**WHAT YOU NEED TO DO**
Only lines containing the word "usize" are needed; pull them out of the material.

------------------------------------------------

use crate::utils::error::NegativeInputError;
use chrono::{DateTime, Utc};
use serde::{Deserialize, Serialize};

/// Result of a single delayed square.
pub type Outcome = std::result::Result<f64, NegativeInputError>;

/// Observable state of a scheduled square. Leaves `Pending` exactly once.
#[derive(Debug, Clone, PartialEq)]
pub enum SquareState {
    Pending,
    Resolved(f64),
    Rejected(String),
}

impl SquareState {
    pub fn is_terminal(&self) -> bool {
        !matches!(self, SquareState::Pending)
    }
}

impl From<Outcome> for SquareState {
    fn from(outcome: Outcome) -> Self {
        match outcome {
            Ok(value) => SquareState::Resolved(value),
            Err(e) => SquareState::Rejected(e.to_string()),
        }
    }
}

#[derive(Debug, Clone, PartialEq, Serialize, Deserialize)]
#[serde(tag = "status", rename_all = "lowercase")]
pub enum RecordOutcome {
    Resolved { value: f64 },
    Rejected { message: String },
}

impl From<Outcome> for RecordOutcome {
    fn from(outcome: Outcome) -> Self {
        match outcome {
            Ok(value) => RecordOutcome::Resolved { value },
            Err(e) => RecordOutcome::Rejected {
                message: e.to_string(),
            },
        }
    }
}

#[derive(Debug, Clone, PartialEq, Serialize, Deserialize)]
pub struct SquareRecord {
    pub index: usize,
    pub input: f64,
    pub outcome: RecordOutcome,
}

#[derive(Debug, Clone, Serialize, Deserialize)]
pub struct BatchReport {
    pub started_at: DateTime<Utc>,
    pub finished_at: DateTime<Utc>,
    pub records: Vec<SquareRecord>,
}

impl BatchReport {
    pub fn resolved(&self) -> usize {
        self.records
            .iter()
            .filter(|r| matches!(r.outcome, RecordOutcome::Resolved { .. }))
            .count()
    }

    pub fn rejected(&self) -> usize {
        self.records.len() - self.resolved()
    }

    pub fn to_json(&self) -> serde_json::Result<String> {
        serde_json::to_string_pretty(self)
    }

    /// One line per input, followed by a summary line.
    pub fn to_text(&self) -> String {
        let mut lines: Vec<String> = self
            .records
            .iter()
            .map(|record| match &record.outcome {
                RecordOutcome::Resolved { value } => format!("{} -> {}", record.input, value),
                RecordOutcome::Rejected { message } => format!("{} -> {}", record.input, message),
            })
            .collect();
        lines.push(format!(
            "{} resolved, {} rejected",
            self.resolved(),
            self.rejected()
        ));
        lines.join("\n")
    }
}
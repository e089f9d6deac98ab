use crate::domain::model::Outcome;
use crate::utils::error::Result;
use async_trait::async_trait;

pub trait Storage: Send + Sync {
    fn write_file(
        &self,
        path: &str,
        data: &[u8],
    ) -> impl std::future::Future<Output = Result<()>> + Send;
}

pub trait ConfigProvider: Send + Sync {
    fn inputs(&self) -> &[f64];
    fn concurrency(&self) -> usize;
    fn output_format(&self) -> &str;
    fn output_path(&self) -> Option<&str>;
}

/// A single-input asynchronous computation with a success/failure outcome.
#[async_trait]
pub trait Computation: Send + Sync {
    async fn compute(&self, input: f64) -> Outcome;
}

------------------------------------------------

**SOLUTION TO THIS EXERCISE**
    pub index: usize,
    pub fn resolved(&self) -> usize {
    pub fn rejected(&self) -> usize {
    fn concurrency(&self) -> usize;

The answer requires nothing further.